Da tempo si auspica una riforma del codice penale che riveda la colpa professionale sanitaria e renda più remoto il rischio di finire dentro un dentro un processo per i camici bianchi. I quali, quando vanno davanti al giudice, vengono condannati per poco più dell’1% dei casi. Negli altri casi arrivano assoluzioni o prescrizioni. La paura di finire coinvolto in un processo spinge il medico anche a un comportamento dannoso per la collettività, cioè la medicina difensiva. Si tratta della tendenza a prescrivere, per paura di sbagliare, esami e visite inutili che costerebbe al nostro sistema oltre 10 miliardi di euro all’anno.

 

Mentre i circa 115mila medici nel servizio pubblico sono assicurati dalle Asl e devono fare una polizza, da 5-600 euro all’anno, solo per proteggersi dal rischio che nel processo venga riconosciuta la colpa grave, oltre 200mila camici bianchi devono fare da sé. Si tratta di coloro che fanno la libera professione, degli odontoiatri, dei convenzionati come le guardie mediche, i pediatri e i medici di famiglia. Quest’ultimo gruppo è da tempo piuttosto sensibile al problema ed essendo particolarmente unito e con un forte potere contrattuale ha fatto convenzioni con varie compagnie. I maggiori problemi sono per chi lavora nel privato, in particolare i chirurghi. Bianco segnala il rischio, ad esempio per i giovani appena usciti dalla specializzazione in discipline come la ginecologia, di non riuscire a pagarsi la polizza. In caso di incidenti rilevanti inoltre, può anche accadere che l’assicurazione non accetti di rinnovare il contratto. Il ministero della Sanità, a fine anno, dovrebbe essere in grado di attivare un “fondo di solidarietà” per le categorie più a rischio.

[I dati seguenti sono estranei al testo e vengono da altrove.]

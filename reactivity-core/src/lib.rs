//! Reactivity Core
//!
//! A small synchronous reactive-state engine:
//!
//! - Stateful cells that notify subscribers when set
//! - Effects over an explicit list of dependencies, with a disposer
//! - Conditional triggers (`when(it(cell).equals(..), action)`)
//! - Per-call-site storage slots outside the reactive system
//! - Global hooks that observe every mutation
//!
//! Every mutation is propagated to completion before `set()` returns. There
//! is no scheduler, no batching and no async.
//!
//! # Architecture
//!
//! - `reactive`: cells, effects, triggers, slots, hooks and the [`Runtime`]
//!   context that ties them together
//! - `config`: runtime configuration
//! - `error`: the crate's error type
//!
//! # Example
//!
//! ```rust
//! use reactivity_core::prelude::*;
//!
//! let runtime = Runtime::new();
//! let (count, set_count) = runtime.use_state(0);
//!
//! let shown = count.clone();
//! let effect = runtime
//!     .use_effect(move || println!("count: {}", shown.get()), deps![count])
//!     .unwrap();
//!
//! when(it(&count).equals(3), |c| println!("hit {c}"));
//!
//! for i in 1..=5 {
//!     set_count.set(i).unwrap();
//! }
//!
//! effect.dispose();
//! assert_eq!(effect.run_count(), 5);
//! ```
//!
//! [`Runtime`]: reactive::Runtime

pub mod config;
pub mod error;
pub mod reactive;

pub use error::{ReactiveError, Result};

/// Build a [`DependencyList`](reactive::DependencyList) from cells.
///
/// Each argument is cloned (cells are cheap handles) and type-erased, so
/// cells of different value types can be listed together.
///
/// ```rust
/// use reactivity_core::{deps, reactive::Runtime};
///
/// let runtime = Runtime::new();
/// let name = runtime.state(String::from("ada"));
/// let age = runtime.state(36);
///
/// assert_eq!(deps![name, age].len(), 2);
/// assert!(deps![].is_empty());
/// ```
#[macro_export]
macro_rules! deps {
    () => {
        $crate::reactive::DependencyList::empty()
    };
    ($($dep:expr),+ $(,)?) => {
        $crate::reactive::DependencyList::new(::std::vec![
            $(
                ::std::sync::Arc::new(::std::clone::Clone::clone(&$dep))
                    as ::std::sync::Arc<dyn $crate::reactive::Observable>
            ),+
        ])
    };
}

/// The types most programs need.
pub mod prelude {
    pub use crate::config::RuntimeConfig;
    pub use crate::deps;
    pub use crate::error::{ReactiveError, Result};
    pub use crate::reactive::{
        it, value, when, DependencyList, Effect, IdOptions, Property, ReadonlyProperty, Ref,
        Runtime, Setter, Stateful,
    };
}
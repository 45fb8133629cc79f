//! Sequential batch signing with a cooperative stop flag.
//!
//! Documents are processed strictly in order. A failing document is
//! recorded and skipped, never aborting the rest of the batch. The
//! stop flag is checked between documents, so an in-flight signature
//! always completes and no document is left half-sealed.

use std::sync::atomic::{AtomicBool, Ordering};
use std::sync::Arc;
use std::time::Instant;

use serde::Serialize;
use tracing::{info, warn};

use crate::sign::{sign_document, CertificateSigner, SignRequest, SignedDocument};

/// Shared cancellation handle. Cloneable; any holder can request a stop.
#[derive(Debug, Clone, Default)]
pub struct StopFlag(Arc<AtomicBool>);

impl StopFlag {
    pub fn new() -> Self {
        Self::default()
    }

    pub fn stop(&self) {
        self.0.store(true, Ordering::Relaxed);
    }

    pub fn is_stopped(&self) -> bool {
        self.0.load(Ordering::Relaxed)
    }
}

/// One document to sign.
pub struct BatchItem {
    pub name: String,
    pub pdf: Vec<u8>,
    pub number: String,
    pub recipient: String,
    pub title: String,
}

#[derive(Debug, Serialize)]
pub enum BatchOutcome {
    Signed(SignedDocument),
    Failed(String),
}

#[derive(Debug, Serialize)]
pub struct BatchRecord {
    pub name: String,
    pub outcome: BatchOutcome,
    pub elapsed_ms: u64,
}

#[derive(Debug, Clone, PartialEq, Eq, Serialize)]
pub struct BatchStats {
    pub signed: usize,
    pub failed: usize,
    /// Items never attempted because the flag was raised.
    pub remaining: usize,
    pub stopped_early: bool,
    pub total_ms: u64,
}

/// Placement and destination shared by every document in a batch.
pub struct BatchOptions<'a> {
    pub page: u32,
    pub anchor: sealpdf_core::Anchor,
    pub base_url: &'a str,
}

pub fn sign_batch(
    items: &[BatchItem],
    opts: &BatchOptions,
    signer: &dyn CertificateSigner,
    stop: &StopFlag,
) -> (Vec<BatchRecord>, BatchStats) {
    let batch_start = Instant::now();
    let mut records = Vec::with_capacity(items.len());
    let mut signed = 0;
    let mut failed = 0;
    let mut stopped_early = false;

    for (idx, item) in items.iter().enumerate() {
        if stop.is_stopped() {
            warn!(processed = idx, total = items.len(), "batch stopped");
            stopped_early = true;
            break;
        }

        let start = Instant::now();
        let req = SignRequest {
            number: &item.number,
            recipient: &item.recipient,
            title: &item.title,
            page: opts.page,
            anchor: opts.anchor,
            base_url: opts.base_url,
        };
        let outcome = match sign_document(&item.pdf, &req, signer) {
            Ok(doc) => {
                signed += 1;
                BatchOutcome::Signed(doc)
            }
            Err(e) => {
                warn!(name = %item.name, error = %e, "skipping document");
                failed += 1;
                BatchOutcome::Failed(e.to_string())
            }
        };
        records.push(BatchRecord {
            name: item.name.clone(),
            outcome,
            elapsed_ms: start.elapsed().as_millis() as u64,
        });
    }

    let stats = BatchStats {
        signed,
        failed,
        remaining: items.len() - records.len(),
        stopped_early,
        total_ms: batch_start.elapsed().as_millis() as u64,
    };
    info!(
        signed = stats.signed,
        failed = stats.failed,
        remaining = stats.remaining,
        total_ms = stats.total_ms,
        "batch finished"
    );
    (records, stats)
}
//! Normalization pass.
//!
//! Arbitrary input PDFs are re-serialized through `lopdf` before
//! sealing, which rewrites object streams and cross-reference streams
//! into classic objects and a classic xref table. The byte scanners in
//! this crate only ever run over normalized output, so they can assume
//! `N G obj` markers and `<< >>` dictionaries are visible in the byte
//! stream. Page dimensions are captured in the same pass.

use lopdf::{Document, Object, ObjectId};
use tracing::debug;

use crate::error::SealError;
use crate::layout::PageDimensions;

/// US Letter, used when no `/MediaBox` is inherited anywhere up the tree.
const DEFAULT_MEDIA_BOX: [f64; 4] = [0.0, 0.0, 612.0, 792.0];

/// A re-serialized document plus the dimensions of each page, in page
/// order.
pub struct NormalizedPdf {
    pub bytes: Vec<u8>,
    pub pages: Vec<PageDimensions>,
}

pub fn normalize(input: &[u8]) -> Result<NormalizedPdf, SealError> {
    let mut doc =
        Document::load_mem(input).map_err(|e| SealError::ParseError(e.to_string()))?;

    // lopdf writes a cross-reference stream for versions 1.5 and up;
    // the scanners need a classic table, and re-normalizing must be
    // byte-stable, so clamp the version and drop the input's XRef and
    // ObjStm container objects (their contents are already inlined
    // into the object map by the loader).
    if forces_xref_stream(&doc.version) {
        doc.version = "1.4".to_string();
    }
    let stale: Vec<ObjectId> = doc
        .objects
        .iter()
        .filter(|(_, obj)| is_xref_container(obj))
        .map(|(id, _)| *id)
        .collect();
    for id in stale {
        doc.objects.remove(&id);
    }

    let mut pages = Vec::new();
    for (_, page_id) in doc.get_pages() {
        let rect = media_box(&doc, page_id);
        pages.push(PageDimensions {
            width: rect[2] - rect[0],
            height: rect[3] - rect[1],
        });
    }

    let mut bytes = Vec::new();
    doc.save_to(&mut bytes)
        .map_err(|e| SealError::SaveError(e.to_string()))?;
    debug!(input = input.len(), output = bytes.len(), pages = pages.len(), "normalized");
    Ok(NormalizedPdf { bytes, pages })
}

fn forces_xref_stream(version: &str) -> bool {
    let mut parts = version.split('.');
    let major: u32 = parts.next().and_then(|p| p.parse().ok()).unwrap_or(1);
    let minor: u32 = parts.next().and_then(|p| p.parse().ok()).unwrap_or(0);
    major > 1 || minor >= 5
}

fn is_xref_container(obj: &Object) -> bool {
    let stream = match obj {
        Object::Stream(stream) => stream,
        _ => return false,
    };
    match stream.dict.get(b"Type").and_then(|t| t.as_name()) {
        Ok(name) => name == b"XRef" || name == b"ObjStm",
        Err(_) => false,
    }
}

/// `/MediaBox` of a page, walking `/Parent` links for inherited boxes.
fn media_box(doc: &Document, page_id: ObjectId) -> [f64; 4] {
    let mut current = page_id;
    for _ in 0..32 {
        let dict = match doc.get_dictionary(current) {
            Ok(d) => d,
            Err(_) => break,
        };
        if let Ok(obj) = dict.get(b"MediaBox") {
            if let Some(rect) = as_rect(doc, obj) {
                return rect;
            }
        }
        match dict.get(b"Parent").and_then(Object::as_reference) {
            Ok(parent) => current = parent,
            Err(_) => break,
        }
    }
    DEFAULT_MEDIA_BOX
}

fn as_rect(doc: &Document, obj: &Object) -> Option<[f64; 4]> {
    let resolved = match obj {
        Object::Reference(id) => doc.get_object(*id).ok()?,
        other => other,
    };
    let arr = resolved.as_array().ok()?;
    if arr.len() != 4 {
        return None;
    }
    let mut rect = [0.0f64; 4];
    for (slot, item) in rect.iter_mut().zip(arr) {
        *slot = match item {
            Object::Integer(i) => *i as f64,
            Object::Real(f) => *f as f64,
            _ => return None,
        };
    }
    Some(rect)
}

#[cfg(test)]
mod tests {
    use super::*;
    use lopdf::dictionary;
    use lopdf::{Object, Stream};
    use pretty_assertions::assert_eq;

    fn build_doc(media_box: Option<Vec<Object>>, on_parent: bool) -> Document {
        let mut doc = Document::with_version("1.5");
        let pages_id = doc.new_object_id();
        let content = Stream::new(dictionary! {}, b"1 1 1 rg\n".to_vec());
        let content_id = doc.add_object(content);
        let mut page_dict = dictionary! {
            "Type" => "Page",
            "Parent" => pages_id,
            "Contents" => content_id,
        };
        let mut pages_dict = dictionary! {
            "Type" => "Pages",
            "Count" => 1,
        };
        if let Some(rect) = media_box {
            if on_parent {
                pages_dict.set("MediaBox", rect);
            } else {
                page_dict.set("MediaBox", rect);
            }
        }
        let page_id = doc.add_object(page_dict);
        pages_dict.set("Kids", vec![Object::Reference(page_id)]);
        doc.objects.insert(pages_id, Object::Dictionary(pages_dict));
        let catalog_id = doc.add_object(dictionary! {
            "Type" => "Catalog",
            "Pages" => pages_id,
        });
        doc.trailer.set("Root", catalog_id);
        doc
    }

    fn to_bytes(mut doc: Document) -> Vec<u8> {
        let mut out = Vec::new();
        doc.save_to(&mut out).unwrap();
        out
    }

    #[test]
    fn reads_page_dimensions() {
        let rect = vec![0.into(), 0.into(), 595.into(), 842.into()];
        let bytes = to_bytes(build_doc(Some(rect), false));
        let norm = normalize(&bytes).unwrap();
        assert_eq!(
            norm.pages,
            vec![PageDimensions {
                width: 595.0,
                height: 842.0
            }]
        );
    }

    #[test]
    fn media_box_inherited_from_parent() {
        let rect = vec![0.into(), 0.into(), 612.into(), 792.into()];
        let bytes = to_bytes(build_doc(Some(rect), true));
        let norm = normalize(&bytes).unwrap();
        assert_eq!(norm.pages[0].width, 612.0);
        assert_eq!(norm.pages[0].height, 792.0);
    }

    #[test]
    fn missing_media_box_defaults_to_letter() {
        let bytes = to_bytes(build_doc(None, false));
        let norm = normalize(&bytes).unwrap();
        assert_eq!(norm.pages[0].width, 612.0);
        assert_eq!(norm.pages[0].height, 792.0);
    }

    #[test]
    fn normalized_output_is_classic_pdf() {
        let rect = vec![0.into(), 0.into(), 612.into(), 792.into()];
        let bytes = to_bytes(build_doc(Some(rect), false));
        let norm = normalize(&bytes).unwrap();
        let text = String::from_utf8_lossy(&norm.bytes);
        assert!(text.contains("xref"));
        assert!(text.contains("trailer"));
        assert!(text.ends_with("%%EOF") || text.ends_with("%%EOF\n"));
    }

    #[test]
    fn renormalizing_is_byte_stable() {
        // the input is saved at 1.5, so its tail is a cross-reference
        // stream; both passes must still converge on identical bytes
        let rect = vec![0.into(), 0.into(), 612.into(), 792.into()];
        let bytes = to_bytes(build_doc(Some(rect), false));
        let first = normalize(&bytes).unwrap();
        let second = normalize(&first.bytes).unwrap();
        assert_eq!(first.bytes, second.bytes);
        let third = normalize(&second.bytes).unwrap();
        assert_eq!(second.bytes, third.bytes);
    }

    #[test]
    fn xref_stream_input_is_rewritten_classic() {
        let rect = vec![0.into(), 0.into(), 612.into(), 792.into()];
        let bytes = to_bytes(build_doc(Some(rect), false));
        assert!(find_subslice(&bytes, b"/XRef").is_some());

        let norm = normalize(&bytes).unwrap();
        assert!(norm.bytes.starts_with(b"%PDF-1.4"));
        assert!(find_subslice(&norm.bytes, b"/XRef").is_none());
        assert!(find_subslice(&norm.bytes, b"/ObjStm").is_none());
        assert!(find_subslice(&norm.bytes, b"\ntrailer").is_some());
    }

    fn find_subslice(haystack: &[u8], needle: &[u8]) -> Option<usize> {
        haystack
            .windows(needle.len())
            .position(|window| window == needle)
    }

    #[test]
    fn garbage_input_is_a_parse_error() {
        assert!(matches!(
            normalize(b"not a pdf at all"),
            Err(SealError::ParseError(_))
        ));
    }
}
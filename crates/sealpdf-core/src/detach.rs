//! Recovering the original document from a sealed file.
//!
//! The `% ORIGLEN=<n>` comment written at embed time records exactly how
//! many bytes the original occupied, so restoration is a prefix slice.
//! Bytes found after the update section's own `%%EOF` are edits made
//! after sealing; they are carried into the restored buffer so the
//! content hash no longer matches and verification fails.

use tracing::debug;

use crate::embed::ORIGLEN_MARKER;
use crate::scan::{find_pattern, is_pdf_whitespace, read_uint, rfind_pattern};

/// Result of detaching: the bytes to hash, any embedded signature text,
/// and whether trailing edits were found.
#[derive(Debug, Clone)]
pub struct Detached {
    pub restored: Vec<u8>,
    pub embedded_text: Option<String>,
    pub modified_after_signing: bool,
}

/// Strip the update section from a sealed file.
pub fn detach(buf: &[u8]) -> Detached {
    let embedded_text = extract_signature_text(buf);

    let orig_len = match read_marker(buf) {
        Some(n) => n,
        None => {
            // not sealed by this engine; fall back to cutting at the
            // second-to-last %%EOF
            let restored = strip_last_revision(buf).to_vec();
            return Detached {
                restored,
                embedded_text,
                modified_after_signing: false,
            };
        }
    };

    if orig_len >= buf.len() {
        return Detached {
            restored: buf.to_vec(),
            embedded_text,
            modified_after_signing: false,
        };
    }

    // the update section ends at the first %%EOF past the original
    let section_end = match find_pattern(buf, b"%%EOF", orig_len) {
        Some(eof) => eof + 5,
        None => {
            return Detached {
                restored: buf[..orig_len].to_vec(),
                embedded_text,
                modified_after_signing: false,
            }
        }
    };

    let tail = &buf[section_end.min(buf.len())..];
    if tail.iter().all(|&b| is_pdf_whitespace(b)) {
        return Detached {
            restored: buf[..orig_len].to_vec(),
            embedded_text,
            modified_after_signing: false,
        };
    }

    debug!(
        original = orig_len,
        trailing = tail.len(),
        "file was modified after sealing"
    );
    let mut restored = Vec::with_capacity(orig_len + tail.len());
    restored.extend_from_slice(&buf[..orig_len]);
    restored.extend_from_slice(tail);
    Detached {
        restored,
        embedded_text,
        modified_after_signing: true,
    }
}

fn read_marker(buf: &[u8]) -> Option<usize> {
    let at = find_pattern(buf, ORIGLEN_MARKER, 0)?;
    let (n, _) = read_uint(buf, at + ORIGLEN_MARKER.len())?;
    Some(n as usize)
}

fn strip_last_revision(buf: &[u8]) -> &[u8] {
    let last = match rfind_pattern(buf, b"%%EOF", buf.len()) {
        Some(i) => i,
        None => return buf,
    };
    match rfind_pattern(buf, b"%%EOF", last) {
        Some(prev) => &buf[..prev + 5],
        None => buf,
    }
}

/// Pull the `/Contents` literal out of the `/SignatureData` object, if
/// present, and undo the literal-string escaping.
fn extract_signature_text(buf: &[u8]) -> Option<String> {
    let sig = find_pattern(buf, b"/SignatureData", 0)?;
    let contents = find_pattern(buf, b"/Contents", sig)?;
    let open = find_pattern(buf, b"(", contents + 9)?;

    let mut raw = Vec::new();
    let mut i = open + 1;
    while i < buf.len() {
        match buf[i] {
            b'\\' if i + 1 < buf.len() => {
                raw.push(buf[i + 1]);
                i += 2;
            }
            b')' => {
                let text = String::from_utf8_lossy(&raw).into_owned();
                return Some(text);
            }
            b => {
                raw.push(b);
                i += 1;
            }
        }
    }
    None
}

Nei giorni scorsi l’Ania, l’associazione che riunisce le imprese di assicurazione, ha fatto sapere che per poter risolvere il problema delle polizze troppo alte bisogna «circoscrivere la responsabilità dei medici e delle strutture, attuare misure di gestione del rischio, e porre un tetto ai danni, approvando tabelle per quelli biologici». Insomma, le polizze si abbassano solo se si riducono i risarcimenti. Chissà cosa ne pensano i pazienti che subiscono le conseguenze di un errore medico.